The Interview (1998) Movie Ending Explained:
Was Fleming Really a Killer?
The film leaves this question unresolved by design. Fleming’s confession could be the truth of a remorseless killer, or it could be the desperate invention of a man brutalized into speaking. The key is Fleming’s final grin as he leaves the police station, and his return to hitchhiking. If Fleming is innocent, then he is ironically mimicking the very circumstances Steele accused him of, mocking the police by performing the role they forced onto him. If Fleming is guilty, then the system’s corruption has handed a predator his freedom, setting him loose to kill again. The genius of “The Interview” is that both readings coexist. Fleming’s grin is either the satisfaction of beating the police at their own game or the chilling confidence of a killer who knows he can never be caught.
What Does the Ending Mean?
The ending underscores the futility of seeking absolute truth in a flawed system. Steele’s methods ensured that even if Fleming was guilty, justice would not be served. The police destroyed their own case through misconduct, and Fleming, whether killer or victim, walks free. Fleming’s final hitchhiking scene is the ultimate provocation. The audience is left unsettled. If he is a murderer, he is about to repeat the cycle; if not, he is forever branded as one.

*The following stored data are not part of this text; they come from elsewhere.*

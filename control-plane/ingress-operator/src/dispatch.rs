//! Reverse lookup from dependent objects to the IngressController owning
//! them, used to turn watch events on dependents into reconcile requests.

use std::sync::Arc;

use kube::Resource;
use kube::runtime::reflector::ObjectRef;
use tracing::trace;

use crate::crd::IngressController;
use crate::store::ObjectKey;
use crate::templates::OWNING_INGRESS_CONTROLLER_LABEL;

/// (kind, namespace/name) of a dependent
type DependentKey = (String, ObjectKey);

/// Dependent identity to owner identity, rebuilt from the owner label every
/// time a dependent is observed. Remembers the last owner so an object that
/// lost its label still reaches the controller that created it.
///
/// Entries are dropped when a dependent loses its label or starts
/// terminating. Dependent names derive from the owner name, so the index
/// holds at most one entry per dependent kind and IngressController name.
#[derive(Clone)]
pub struct OwnerIndex {
    namespace: String,
    owners: Arc<scc::HashMap<DependentKey, String>>,
}

impl OwnerIndex {
    /// `namespace` is where IngressControllers live.
    pub fn new(namespace: &str) -> Self {
        Self {
            namespace: namespace.to_string(),
            owners: Arc::new(scc::HashMap::new()),
        }
    }

    /// Owning IngressController of `obj`, updating the index on the way.
    pub fn observe<K>(&self, obj: &K) -> Option<ObjectKey>
    where
        K: Resource<DynamicType = ()>,
    {
        let meta = obj.meta();
        let dependent = (
            K::kind(&()).to_string(),
            ObjectKey {
                namespace: meta.namespace.clone(),
                name: meta.name.clone().unwrap_or_default(),
            },
        );
        let labelled = meta
            .labels
            .as_ref()
            .and_then(|l| l.get(OWNING_INGRESS_CONTROLLER_LABEL))
            .filter(|v| !v.is_empty())
            .cloned();
        let owner = match labelled {
            Some(owner) if meta.deletion_timestamp.is_none() => {
                self.owners
                    .entry(dependent.clone())
                    .insert_entry(owner.clone());
                Some(owner)
            }
            Some(owner) => {
                self.owners.remove(&dependent);
                Some(owner)
            }
            None => self.owners.remove(&dependent).map(|(_, owner)| owner),
        }?;
        trace!(kind = %dependent.0, dependent = %dependent.1, %owner, "mapped dependent to owner");
        Some(ObjectKey::namespaced(&self.namespace, &owner))
    }

    /// Reconcile requests for a watch event on a dependent.
    pub fn requests_for<K>(&self, obj: &K) -> Option<ObjectRef<IngressController>>
    where
        K: Resource<DynamicType = ()>,
    {
        self.observe(obj).map(|key| {
            ObjectRef::new(&key.name).within(&self.namespace)
        })
    }

    pub fn len(&self) -> usize {
        self.owners.len()
    }

    pub fn is_empty(&self) -> bool {
        self.owners.is_empty()
    }
}
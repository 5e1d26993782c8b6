use async_trait::async_trait;
use kube::api::{Api, DeleteParams, ListParams, PostParams};
use kube::core::DynamicObject;
use kube::discovery::ApiResource;
use kube::{Client, ResourceExt};
use serde::Serialize;
use serde::de::DeserializeOwned;
use tracing::trace;

use super::{ObjectKey, ObjectStore, StoreError, StoreObject, kind_of};

const FIELD_MANAGER: &str = "ingress-operator";

/// [`ObjectStore`] backed by the Kubernetes API.
///
/// Typed objects are erased to [`DynamicObject`] so one code path serves both
/// namespaced and cluster-scoped kinds. Lists are served from the API server
/// watch cache (`resourceVersion=0`) and may therefore be stale.
#[derive(Clone)]
pub struct KubeStore {
    client: Client,
}

impl KubeStore {
    pub fn new(client: Client) -> Self {
        Self { client }
    }

    fn api<K: StoreObject>(&self, namespace: Option<&str>) -> Api<DynamicObject> {
        let ar = ApiResource::erase::<K>(&());
        match namespace {
            Some(ns) => Api::namespaced_with(self.client.clone(), ns, &ar),
            None => Api::all_with(self.client.clone(), &ar),
        }
    }

    fn post_params() -> PostParams {
        PostParams {
            field_manager: Some(FIELD_MANAGER.to_string()),
            ..Default::default()
        }
    }
}

fn to_dynamic<K: Serialize>(obj: &K) -> Result<DynamicObject, StoreError> {
    Ok(serde_json::from_value(serde_json::to_value(obj)?)?)
}

fn from_dynamic<K: DeserializeOwned>(
    obj: DynamicObject,
) -> Result<K, StoreError> {
    Ok(serde_json::from_value(serde_json::to_value(obj)?)?)
}

fn map_err(err: kube::Error, kind: String, key: &ObjectKey) -> StoreError {
    match err {
        kube::Error::Api(ae) => match ae.code {
            404 => StoreError::NotFound {
                kind,
                key: key.clone(),
            },
            409 if ae.reason == "AlreadyExists" => StoreError::AlreadyExists {
                kind,
                key: key.clone(),
            },
            409 => StoreError::Conflict {
                kind,
                key: key.clone(),
                message: ae.message,
            },
            408 | 504 => StoreError::Timeout(ae.message),
            _ => StoreError::Api(format!("{} ({})", ae.message, ae.code)),
        },
        other => StoreError::Api(other.to_string()),
    }
}

#[async_trait]
impl ObjectStore for KubeStore {
    async fn get<K: StoreObject>(
        &self,
        key: &ObjectKey,
    ) -> Result<K, StoreError> {
        trace!(kind = %kind_of::<K>(), %key, "store: get");
        let obj = self
            .api::<K>(key.namespace.as_deref())
            .get(&key.name)
            .await
            .map_err(|e| map_err(e, kind_of::<K>(), key))?;
        from_dynamic(obj)
    }

    async fn list<K: StoreObject>(
        &self,
        namespace: Option<&str>,
        label_selector: Option<&str>,
    ) -> Result<Vec<K>, StoreError> {
        trace!(kind = %kind_of::<K>(), ?namespace, ?label_selector, "store: list");
        let mut lp = ListParams::default().match_any();
        if let Some(selector) = label_selector {
            lp = lp.labels(selector);
        }
        let key = ObjectKey {
            namespace: namespace.map(str::to_string),
            name: String::new(),
        };
        let list = self
            .api::<K>(namespace)
            .list(&lp)
            .await
            .map_err(|e| map_err(e, kind_of::<K>(), &key))?;
        list.items.into_iter().map(from_dynamic).collect()
    }

    async fn create<K: StoreObject>(&self, obj: &K) -> Result<K, StoreError> {
        let key = ObjectKey::of(obj);
        trace!(kind = %kind_of::<K>(), %key, "store: create");
        let created = self
            .api::<K>(key.namespace.as_deref())
            .create(&Self::post_params(), &to_dynamic(obj)?)
            .await
            .map_err(|e| map_err(e, kind_of::<K>(), &key))?;
        from_dynamic(created)
    }

    async fn update<K: StoreObject>(&self, obj: &K) -> Result<K, StoreError> {
        let key = ObjectKey::of(obj);
        trace!(kind = %kind_of::<K>(), %key, rv = ?obj.resource_version(), "store: update");
        let updated = self
            .api::<K>(key.namespace.as_deref())
            .replace(&key.name, &Self::post_params(), &to_dynamic(obj)?)
            .await
            .map_err(|e| map_err(e, kind_of::<K>(), &key))?;
        from_dynamic(updated)
    }

    async fn update_status<K: StoreObject>(
        &self,
        obj: &K,
    ) -> Result<K, StoreError> {
        let key = ObjectKey::of(obj);
        trace!(kind = %kind_of::<K>(), %key, rv = ?obj.resource_version(), "store: update_status");
        let body = serde_json::to_vec(&to_dynamic(obj)?)?;
        let updated = self
            .api::<K>(key.namespace.as_deref())
            .replace_status(&key.name, &Self::post_params(), body)
            .await
            .map_err(|e| map_err(e, kind_of::<K>(), &key))?;
        from_dynamic(updated)
    }

    async fn delete<K: StoreObject>(
        &self,
        key: &ObjectKey,
    ) -> Result<(), StoreError> {
        trace!(kind = %kind_of::<K>(), %key, "store: delete");
        self.api::<K>(key.namespace.as_deref())
            .delete(&key.name, &DeleteParams::background())
            .await
            .map_err(|e| map_err(e, kind_of::<K>(), key))?;
        Ok(())
    }
}
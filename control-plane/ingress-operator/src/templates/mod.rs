//! Manifests for everything the operator creates on behalf of an
//! IngressController. Rendering is pure; the controller decides when and in
//! which order objects are persisted.

pub mod dns;
pub mod metrics;
pub mod router;
pub mod scaffolding;

use std::collections::BTreeMap;

use k8s_openapi::api::apps::v1::Deployment;
use k8s_openapi::apimachinery::pkg::apis::meta::v1::OwnerReference;

pub use dns::wildcard_dns_record;
pub use metrics::*;
pub use router::{
    RenderContext, internal_service, load_balancer_service, router_deployment,
};
pub use scaffolding::*;

/// Label carried by every dependent, naming the owning IngressController.
pub const OWNING_INGRESS_CONTROLLER_LABEL: &str =
    "ingresscontroller.operator.openshift.io/owning-ingresscontroller";
/// Pod selector label of a router deployment.
pub const DEPLOYMENT_LABEL: &str =
    "ingresscontroller.operator.openshift.io/deployment-ingresscontroller";

pub fn router_deployment_name(ic_name: &str) -> String {
    format!("router-{}", ic_name)
}

pub fn load_balancer_service_name(ic_name: &str) -> String {
    format!("router-{}", ic_name)
}

pub fn internal_service_name(ic_name: &str) -> String {
    format!("router-internal-{}", ic_name)
}

pub fn dns_record_name(ic_name: &str) -> String {
    format!("{}-wildcard", ic_name)
}

pub fn stats_secret_name(ic_name: &str) -> String {
    format!("router-stats-{}", ic_name)
}

pub fn service_monitor_name(ic_name: &str) -> String {
    format!("router-{}", ic_name)
}

pub fn owner_labels(ic_name: &str) -> BTreeMap<String, String> {
    let mut lbls = BTreeMap::new();
    lbls.insert(
        OWNING_INGRESS_CONTROLLER_LABEL.to_string(),
        ic_name.to_string(),
    );
    lbls
}

pub fn pod_selector_labels(ic_name: &str) -> BTreeMap<String, String> {
    let mut lbls = BTreeMap::new();
    lbls.insert(DEPLOYMENT_LABEL.to_string(), ic_name.to_string());
    lbls
}

/// Controller owner reference pointing at a persisted router deployment.
/// `None` until the deployment has been assigned a uid.
pub fn deployment_owner_ref(dep: &Deployment) -> Option<OwnerReference> {
    let uid = dep.metadata.uid.as_ref()?;
    Some(OwnerReference {
        api_version: "apps/v1".to_string(),
        kind: "Deployment".to_string(),
        name: dep.metadata.name.clone().unwrap_or_default(),
        uid: uid.clone(),
        controller: Some(true),
        block_owner_deletion: None,
    })
}
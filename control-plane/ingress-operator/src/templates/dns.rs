use k8s_openapi::api::core::v1::Service;
use k8s_openapi::apimachinery::pkg::apis::meta::v1::OwnerReference;
use kube::ResourceExt;

use super::{dns_record_name, owner_labels};
use crate::crd::{
    DNS, DNSRecord, DNSRecordSpec, DNSRecordType, IngressController,
};

pub const DEFAULT_RECORD_TTL: i64 = 30;

/// First address the cloud provider assigned to a load balancer service.
/// Hostnames win over IPs, matching what providers publish.
pub fn load_balancer_address(svc: &Service) -> Option<(DNSRecordType, String)> {
    let ingress = svc.status.as_ref()?.load_balancer.as_ref()?.ingress.as_ref()?;
    ingress.iter().find_map(|i| {
        match (i.hostname.as_deref(), i.ip.as_deref()) {
            (Some(h), _) if !h.is_empty() => {
                Some((DNSRecordType::CNAME, h.to_string()))
            }
            (_, Some(ip)) if !ip.is_empty() => {
                Some((DNSRecordType::A, ip.to_string()))
            }
            _ => None,
        }
    })
}

/// Wildcard record for the published domain pointing at the load balancer,
/// published to every zone of the cluster DNS config. `None` while the domain
/// is unpublished, no address is assigned yet or no zone is configured.
pub fn wildcard_dns_record(
    ic: &IngressController,
    lb_service: &Service,
    owner: &OwnerReference,
    dns: &DNS,
) -> Option<DNSRecord> {
    let domain = ic.status_domain()?;
    let (record_type, target) = load_balancer_address(lb_service)?;
    let zones = dns.zones();
    if zones.is_empty() {
        return None;
    }
    let name = ic.name_any();
    let mut record = DNSRecord::new(
        &dns_record_name(&name),
        DNSRecordSpec {
            dns_name: format!("*.{}.", domain),
            record_type,
            targets: vec![target],
            record_ttl: DEFAULT_RECORD_TTL,
            zones,
        },
    );
    record.metadata.namespace = lb_service.metadata.namespace.clone();
    record.metadata.labels = Some(owner_labels(&name));
    record.metadata.owner_references = Some(vec![owner.clone()]);
    Some(record)
}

Either way, the world outside the interrogation room remains a dangerous place. The real horror of “The Interview” lies not in Fleming’s potential crimes but in the collapse of trust between law enforcement and truth, between confession and coercion, between guilt and innocence. The system cannot distinguish, and neither can we.
Fleming and Steele as Mirror Figures
One of the most striking aspects of “The Interview” is how Fleming and Steele gradually start to resemble one another. Initially, the two appear to be polar opposites, with Fleming being the implied weak, displaced suspect and Steele being the strong, in-control detective. But as the interrogation process unfolds, that resemblance pulls into focus. Both men are men of control. Steele bullies, rewards, and manipulates individuals to gain control over and influence them. Fleming, as soon as he realizes how desperate the detectives are for information, reverses the power flow of the interrogation, weaponizing his confession and silence for the sake of power.
Neither man is a truthful narrator. Steele lies about evidence and bends procedural rules to craft the story he wants to have. Fleming lies about his own life as a participant, oscillating between denial and confession, leaving all observers, including the audience, to question the truth of the matter. Both are prisoners of pride. Steele is nonetheless unable to concede anything reliable to Hudson or Jackson, feeling that any objection is an undermining challenge to his power. At the same time, Fleming is aware of the power he has and cannot resist grinning at the detectives’ frustration of surrendering the reveal and flaunting his power at the expense of masking or admitting wrongdoing.
By the end, the interrogation feels less like detective versus criminal and more like two men locked in a battle of egos. Each lies, manipulates, and records the other to secure victory. In that sense, “The Interview” is not just about whether Fleming is guilty, but about how corruption and deceit blur the line between criminal and investigator until they become reflections of each other.